Jan Urban: Gra była szarpana
Reprezentacja Polski odniosła skromne zwycięstwo 1:0 nad Nową Zelandią w meczu towarzyskim, jednak sukces okupiony został urazem Przemysława Frankowskiego. Selekcjoner Jan Urban podczas konferencji prasowej po spotkaniu podzielił się spostrzeżeniami na temat postawy zespołu i stanu zdrowia graczy.

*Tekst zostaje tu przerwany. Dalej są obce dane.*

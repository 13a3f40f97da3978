//! Record-stream operators driven by pjs expression snippets.
//!
//! Records flow through push [`Operator`]s: filter and map evaluate a
//! snippet per record, reduce buffers everything and folds it at end of
//! input, and the blank-line and serialization stages shape text output.
//! A literal `null` travels as [`Record::Null`], so it is never confused
//! with end of stream.
//!
//! # Example
//!
//! ```
//! use pjs::{source, Pipeline, PipelineConfig, Record};
//!
//! let config = PipelineConfig {
//!     filter: Some("length === 3".into()),
//!     map: Some("toUpperCase()".into()),
//!     ..Default::default()
//! };
//! let mut pipeline = config.build().unwrap();
//! let mut out = Vec::new();
//! let lines = source::split_lines("a\nfoo\nbar\n");
//! pipeline.run(lines.into_iter().map(Ok::<_, std::convert::Infallible>), &mut out).unwrap();
//!
//! assert_eq!(out, vec![Record::text("FOO"), Record::text("BAR")]);
//! ```

pub mod builtins;
pub mod config;
pub mod error;
pub mod operator;
pub mod ops;
pub mod pipeline;
pub mod sentinel;
pub mod source;

pub use builtins::Builtin;
pub use config::PipelineConfig;
pub use error::PipelineError;
pub use operator::{Operator, Sink, WriteSink};
pub use ops::{make_filter, make_ignore_blank, make_map, make_reduce, make_serialize};
pub use pipeline::Pipeline;
pub use sentinel::{decode, encode, Record};
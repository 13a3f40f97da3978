use crate::builtins::Builtin;
use crate::error::PipelineError;
use crate::operator::{Operator, Sink};
use crate::sentinel::{decode, Record};
use pjs_expression::util::to_display_string;
use pjs_expression::{CompiledReducer, JsValue, ReducerContext};
use serde_json::Value;

enum Reduction {
    Builtin(Builtin),
    Fold(CompiledReducer),
}

/// Buffers every record and emits one folded result at end of input.
pub struct ReduceOp {
    reduction: Reduction,
    output_as_text: bool,
    accumulator: Vec<Value>,
}

impl ReduceOp {
    /// `expression` is either a [`Builtin`] name or a fold step over
    /// `prev` and `curr`.
    pub fn new(expression: &str, output_as_text: bool) -> Result<Self, PipelineError> {
        let reduction = match Builtin::from_name(expression) {
            Some(builtin) => Reduction::Builtin(builtin),
            None => Reduction::Fold(CompiledReducer::compile(expression)?),
        };
        log::debug!("reduce `{}`", expression);
        Ok(ReduceOp {
            reduction,
            output_as_text,
            accumulator: Vec::new(),
        })
    }

    fn reduce(&self, items: Vec<Value>) -> Result<JsValue, PipelineError> {
        let reducer = match &self.reduction {
            Reduction::Builtin(builtin) => {
                log::debug!("reduce: builtin {} over {} records", builtin, items.len());
                return builtin.apply(&items);
            }
            Reduction::Fold(reducer) => reducer,
        };
        log::debug!("reduce: folding {} records", items.len());
        let Some(first) = items.first() else {
            return Err(PipelineError::empty_sequence("reduce"));
        };
        let mut previous = JsValue::Json(first.clone());
        let sequence = JsValue::Json(Value::Array(items.clone()));
        for (index, item) in items.into_iter().enumerate().skip(1) {
            let current = JsValue::Json(item);
            previous = reducer.evaluate(&ReducerContext {
                previous: &previous,
                current: &current,
                index,
                sequence: &sequence,
            })?;
        }
        Ok(previous)
    }
}

impl Operator for ReduceOp {
    fn name(&self) -> &'static str {
        "reduce"
    }

    fn transform(&mut self, record: Record, _out: &mut dyn Sink) -> Result<(), PipelineError> {
        self.accumulator.push(decode(record));
        Ok(())
    }

    fn flush(&mut self, out: &mut dyn Sink) -> Result<(), PipelineError> {
        let items = std::mem::take(&mut self.accumulator);
        let result = self.reduce(items)?;
        let record = if self.output_as_text {
            Record::text(format!("{}\n", to_display_string(&result)))
        } else {
            Record::from_js(result)
        };
        out.push(record)
    }
}

#[cfg(test)]
mod tests {
    use super::*;
    use serde_json::json;

    fn run(expression: &str, text: bool, input: Value) -> Result<Vec<Record>, PipelineError> {
        let mut op = ReduceOp::new(expression, text)?;
        let mut out = Vec::new();
        if let Value::Array(items) = input {
            for item in items {
                op.transform(Record::from(item), &mut out)?;
                assert!(out.is_empty());
            }
        }
        op.flush(&mut out)?;
        Ok(out)
    }

    #[test]
    fn custom_folds() {
        assert_eq!(run("prev + curr", false, json!([1, 2, 3])).unwrap(), vec![Record::Value(json!(6))]);
        assert_eq!(run("3 * array[i]", false, json!([1, 2, 3])).unwrap(), vec![Record::Value(json!(9))]);
        assert_eq!(run("prev + curr", false, json!(["a"])).unwrap(), vec![Record::text("a")]);
    }

    #[test]
    fn sentinel_elements_fold_as_null() {
        assert_eq!(run("prev === null ? curr : prev", false, json!([null, 4])).unwrap(), vec![Record::Value(json!(4))]);
        assert_eq!(run("null", false, json!([1, 2])).unwrap(), vec![Record::Null]);
    }

    #[test]
    fn text_output() {
        assert_eq!(run("sum", true, json!(["1", "2"])).unwrap(), vec![Record::text("3\n")]);
        assert_eq!(run("null", true, json!([1, 2])).unwrap(), vec![Record::text("null\n")]);
    }

    #[test]
    fn empty_input() {
        assert!(matches!(run("prev + curr", false, json!([])), Err(PipelineError::EmptySequence { .. })));
        assert!(matches!(run("min", false, json!([])), Err(PipelineError::EmptySequence { .. })));
        assert_eq!(run("length", false, json!([])).unwrap(), vec![Record::Value(json!(0))]);
    }
}
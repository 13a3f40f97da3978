use crate::parser::ParseError;
use thiserror::Error;

/// Runtime failures raised while walking an expression tree.
#[derive(Error, Debug, Clone, PartialEq)]
pub enum ExprError {
    #[error("{0} is not defined")]
    UndefinedReference(String),

    #[error("{0} is not a function")]
    NotAFunction(String),

    #[error("Cannot read properties of {base} (reading '{property}')")]
    NullProperty { base: &'static str, property: String },

    #[error("method '{0}' must be called")]
    UncalledMethod(String),

    #[error("Invalid regular expression: {0}")]
    InvalidRegex(String),

    #[error("{0}")]
    InvalidArgument(String),
}

/// The binder could not tokenize a snippet.
///
/// Binding is purely lexical, so the only way it fails is a snippet the
/// lexer rejects (an unterminated string literal, a stray character).
#[derive(Error, Debug, Clone, PartialEq)]
#[error("cannot bind snippet: {0}")]
pub struct BindingError(#[from] pub ParseError);

/// Underlying cause of an [`EvaluationError`].
#[derive(Error, Debug, Clone, PartialEq)]
pub enum EvalCause {
    #[error(transparent)]
    Parse(#[from] ParseError),

    #[error(transparent)]
    Binding(#[from] BindingError),

    #[error(transparent)]
    Runtime(#[from] ExprError),
}

/// A snippet failed to compile or to evaluate against a record.
#[derive(Error, Debug, Clone, PartialEq)]
#[error("failed to evaluate `{snippet}` ({context}): {cause}")]
pub struct EvaluationError {
    /// The snippet as the caller wrote it.
    pub snippet: String,
    /// Rendering of the binding context the failure happened in.
    pub context: String,
    #[source]
    pub cause: EvalCause,
}

impl EvaluationError {
    pub fn new(snippet: impl Into<String>, context: impl Into<String>, cause: impl Into<EvalCause>) -> Self {
        EvaluationError {
            snippet: snippet.into(),
            context: context.into(),
            cause: cause.into(),
        }
    }
}
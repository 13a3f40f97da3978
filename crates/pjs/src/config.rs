//! Declarative pipeline description, loadable from JSON or TOML.

use crate::error::PipelineError;
use crate::ops::{make_filter, make_ignore_blank, make_map, make_reduce, make_serialize};
use crate::pipeline::Pipeline;
use serde::{Deserialize, Serialize};

/// Options of a line-oriented pjs run.
///
/// Stages are built in a fixed order regardless of field order:
/// ignore-blank, filter, map, reduce, serialize.
#[derive(Debug, Clone, Default, PartialEq, Eq, Serialize, Deserialize)]
#[serde(default)]
pub struct PipelineConfig {
    /// Predicate snippet.
    pub filter: Option<String>,
    /// Mapping snippet.
    pub map: Option<String>,
    /// Builtin name or fold-step snippet.
    pub reduce: Option<String>,
    /// Snippets must reference the current line as `$`.
    pub explicit: bool,
    /// Drop every blank line, not only the trailing one.
    pub ignore_blanks: bool,
    /// Serialize output records as JSON documents.
    pub json: bool,
    /// Frame the JSON documents as one streamed array. Implies `json`.
    pub json_array: bool,
    /// Coerce the last expression stage's output to text lines.
    pub text: bool,
}

impl PipelineConfig {
    pub fn from_json(s: &str) -> Result<Self, PipelineError> {
        serde_json::from_str(s).map_err(|e| PipelineError::Config(e.to_string()))
    }

    fn serialize(&self) -> bool {
        self.json || self.json_array
    }

    pub fn validate(&self) -> Result<(), PipelineError> {
        if self.text && self.serialize() {
            return Err(PipelineError::Config(
                "text output cannot be combined with json output".to_string(),
            ));
        }
        for (name, code) in [("filter", &self.filter), ("map", &self.map), ("reduce", &self.reduce)] {
            if code.as_deref().is_some_and(|c| c.trim().is_empty()) {
                return Err(PipelineError::Config(format!("{} expression is empty", name)));
            }
        }
        Ok(())
    }

    /// Compiles every snippet and assembles the stages.
    pub fn build(&self) -> Result<Pipeline, PipelineError> {
        self.validate()?;
        let last = if self.reduce.is_some() {
            "reduce"
        } else if self.map.is_some() {
            "map"
        } else {
            "filter"
        };
        let text_for = |stage: &str| self.text && stage == last;

        let mut pipeline = Pipeline::new().with_stage(make_ignore_blank(self.ignore_blanks));
        if let Some(code) = &self.filter {
            pipeline = pipeline.with_stage(make_filter(code, text_for("filter"), self.explicit)?);
        }
        if let Some(code) = &self.map {
            pipeline = pipeline.with_stage(make_map(code, text_for("map"), self.explicit)?);
        }
        if let Some(code) = &self.reduce {
            pipeline = pipeline.with_stage(make_reduce(code, text_for("reduce"))?);
        }
        if self.serialize() {
            pipeline = pipeline.with_stage(make_serialize(self.json_array));
        }
        log::debug!("pipeline: {}", pipeline.stage_names().join(" -> "));
        Ok(pipeline)
    }
}

#[cfg(test)]
mod tests {
    use super::*;

    #[test]
    fn stage_order_is_fixed() {
        let config = PipelineConfig {
            reduce: Some("sum".into()),
            filter: Some("length".into()),
            map: Some("+$".into()),
            json: true,
            ..Default::default()
        };
        let pipeline = config.build().unwrap();
        assert_eq!(pipeline.stage_names(), vec!["ignore-blank", "filter", "map", "reduce", "serialize"]);
    }

    #[test]
    fn conflicting_options_are_rejected() {
        let config = PipelineConfig {
            map: Some("$".into()),
            text: true,
            json_array: true,
            ..Default::default()
        };
        assert!(matches!(config.build(), Err(PipelineError::Config(_))));

        let config = PipelineConfig {
            filter: Some("  ".into()),
            ..Default::default()
        };
        assert!(matches!(config.build(), Err(PipelineError::Config(_))));
    }

    #[test]
    fn snippet_errors_surface_at_build() {
        let config = PipelineConfig {
            map: Some("(".into()),
            ..Default::default()
        };
        assert!(matches!(config.build(), Err(PipelineError::Evaluation(_))));
    }

    #[test]
    fn loads_from_json() {
        let config = PipelineConfig::from_json(r#"{"map": "trim()", "ignore_blanks": true}"#).unwrap();
        assert_eq!(config.map.as_deref(), Some("trim()"));
        assert!(config.ignore_blanks);
        assert!(!config.explicit);
        assert!(PipelineConfig::from_json(r#"{"map": 1}"#).is_err());
    }
}
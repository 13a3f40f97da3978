//! Null-sentinel codec.
//!
//! A literal `null` is ordinary data in a record stream, so it travels as
//! [`Record::Null`] rather than as a bare `Value::Null`. End of stream is a
//! separate signal ([`Operator::flush`](crate::operator::Operator::flush)),
//! never a value.

use pjs_expression::JsValue;
use serde_json::Value;

/// One unit of data flowing through a pipeline.
#[derive(Debug, Clone, PartialEq)]
pub enum Record {
    /// Any non-null value.
    Value(Value),
    /// A legitimate `null`.
    Null,
}

/// Replaces a real `null` with the sentinel; every other value is kept as is.
pub fn encode(value: Value) -> Record {
    match value {
        Value::Null => Record::Null,
        other => Record::Value(other),
    }
}

/// Replaces the sentinel with a real `null`.
pub fn decode(record: Record) -> Value {
    match record {
        Record::Value(v) => v,
        Record::Null => Value::Null,
    }
}

impl Record {
    pub fn is_null(&self) -> bool {
        matches!(self, Record::Null)
    }

    /// Borrowing form of [`decode`]; `None` for the sentinel.
    pub fn value(&self) -> Option<&Value> {
        match self {
            Record::Value(v) => Some(v),
            Record::Null => None,
        }
    }

    /// Encodes an evaluation result. `undefined` and non-finite numbers have
    /// no JSON form and become the sentinel.
    pub fn from_js(value: JsValue) -> Record {
        match value {
            JsValue::Json(v) => encode(v),
            JsValue::Undefined | JsValue::NonFinite(_) => Record::Null,
        }
    }

    /// The value a snippet sees for this record.
    pub fn into_js(self) -> JsValue {
        JsValue::Json(decode(self))
    }

    /// Text record, as produced by the text-output modes.
    pub fn text(s: impl Into<String>) -> Record {
        Record::Value(Value::String(s.into()))
    }
}

impl From<Value> for Record {
    fn from(value: Value) -> Self {
        encode(value)
    }
}

impl From<Record> for Value {
    fn from(record: Record) -> Self {
        decode(record)
    }
}
use crate::error::ExprError;
use crate::types::{arg, JsValue, MethodDefinition};
use crate::util;
use serde_json::Value;
use std::sync::Arc;

fn items(this: &JsValue) -> Result<&Vec<Value>, ExprError> {
    util::as_arr(this)
}

fn index_result(found: Option<usize>) -> JsValue {
    match found {
        Some(i) => JsValue::from(i),
        None => JsValue::from(-1i64),
    }
}

fn at(this: &JsValue, args: &[JsValue]) -> Result<JsValue, ExprError> {
    let arr = items(this)?;
    let i = util::to_integer(arg(args, 0));
    let i = if i < 0.0 { arr.len() as f64 + i } else { i };
    if i < 0.0 || i >= arr.len() as f64 {
        return Ok(JsValue::Undefined);
    }
    Ok(JsValue::Json(arr[i as usize].clone()))
}

/// Appends arguments; array arguments are spread one level.
fn concat(this: &JsValue, args: &[JsValue]) -> Result<JsValue, ExprError> {
    let mut out = items(this)?.clone();
    for a in args {
        match a {
            JsValue::Json(Value::Array(more)) => out.extend(more.iter().cloned()),
            other => out.push(util::jsvalue_to_json(other.clone())),
        }
    }
    Ok(JsValue::Json(Value::Array(out)))
}

fn includes(this: &JsValue, args: &[JsValue]) -> Result<JsValue, ExprError> {
    let arr = items(this)?;
    let needle = arg(args, 0);
    let from = util::relative_index(util::to_integer(arg(args, 1)), arr.len());
    let found = arr[from..].iter().any(|v| {
        let v = JsValue::Json(v.clone());
        // NaN never reaches an array, so SameValueZero reduces to ===.
        util::strict_equals(&v, needle)
    });
    Ok(JsValue::from(found))
}

fn index_of(this: &JsValue, args: &[JsValue]) -> Result<JsValue, ExprError> {
    let arr = items(this)?;
    let needle = arg(args, 0);
    let from = util::relative_index(util::to_integer(arg(args, 1)), arr.len());
    let found = arr
        .iter()
        .enumerate()
        .skip(from)
        .find(|(_, v)| util::strict_equals(&JsValue::Json((*v).clone()), needle))
        .map(|(i, _)| i);
    Ok(index_result(found))
}

fn last_index_of(this: &JsValue, args: &[JsValue]) -> Result<JsValue, ExprError> {
    let arr = items(this)?;
    if arr.is_empty() {
        return Ok(index_result(None));
    }
    let needle = arg(args, 0);
    let from = match arg(args, 1) {
        JsValue::Undefined => arr.len() - 1,
        f => {
            let f = util::to_integer(f);
            if f < 0.0 {
                let r = arr.len() as f64 + f;
                if r < 0.0 {
                    return Ok(index_result(None));
                }
                r as usize
            } else {
                (f as usize).min(arr.len() - 1)
            }
        }
    };
    let found = (0..=from)
        .rev()
        .find(|&i| util::strict_equals(&JsValue::Json(arr[i].clone()), needle));
    Ok(index_result(found))
}

fn join_items(arr: &[Value], sep: &str) -> String {
    arr.iter()
        .map(|v| match v {
            Value::Null => String::new(),
            other => util::to_display_string(&JsValue::Json(other.clone())),
        })
        .collect::<Vec<_>>()
        .join(sep)
}

fn join(this: &JsValue, args: &[JsValue]) -> Result<JsValue, ExprError> {
    let arr = items(this)?;
    let sep = match arg(args, 0) {
        JsValue::Undefined => ",".to_string(),
        s => util::to_display_string(s),
    };
    Ok(JsValue::from(join_items(arr, &sep)))
}

fn reverse(this: &JsValue, _args: &[JsValue]) -> Result<JsValue, ExprError> {
    let mut out = items(this)?.clone();
    out.reverse();
    Ok(JsValue::Json(Value::Array(out)))
}

fn slice(this: &JsValue, args: &[JsValue]) -> Result<JsValue, ExprError> {
    let arr = items(this)?;
    let start = util::relative_index(util::to_integer(arg(args, 0)), arr.len());
    let end = match arg(args, 1) {
        JsValue::Undefined => arr.len(),
        e => util::relative_index(util::to_integer(e), arr.len()),
    };
    let out = if start < end { arr[start..end].to_vec() } else { Vec::new() };
    Ok(JsValue::Json(Value::Array(out)))
}

fn to_string(this: &JsValue, _args: &[JsValue]) -> Result<JsValue, ExprError> {
    Ok(JsValue::from(join_items(items(this)?, ",")))
}

pub fn methods() -> Vec<Arc<MethodDefinition>> {
    vec![
        Arc::new(MethodDefinition { name: "at", aliases: &[], eval_fn: at }),
        Arc::new(MethodDefinition { name: "concat", aliases: &[], eval_fn: concat }),
        Arc::new(MethodDefinition { name: "includes", aliases: &[], eval_fn: includes }),
        Arc::new(MethodDefinition { name: "indexOf", aliases: &[], eval_fn: index_of }),
        Arc::new(MethodDefinition { name: "lastIndexOf", aliases: &[], eval_fn: last_index_of }),
        Arc::new(MethodDefinition { name: "join", aliases: &[], eval_fn: join }),
        Arc::new(MethodDefinition { name: "reverse", aliases: &[], eval_fn: reverse }),
        Arc::new(MethodDefinition { name: "slice", aliases: &[], eval_fn: slice }),
        Arc::new(MethodDefinition { name: "toString", aliases: &[], eval_fn: to_string }),
    ]
}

W ocenie trenera gra nie była płynna, co wynikało z licznych zmian w składach obu ekip. "Patrzyłem na spotkanie pod względem płynności gry. Mimo że było sporo strzałów z obu stron, to gra była szarpana. Wiedziałem, że przy tylu zmianach może tak być, tym bardziej, kiedy oba zespoły w czasie meczu przeprowadzają kolejne roszady. Niezrozumienia jest wtedy zbyt wiele." - wyjaśnił Urban. Pozytywnie wyróżnił początek drugiej połowy i formę Michała Skórasia, który według niego potwierdził dobrą dyspozycję z klubu.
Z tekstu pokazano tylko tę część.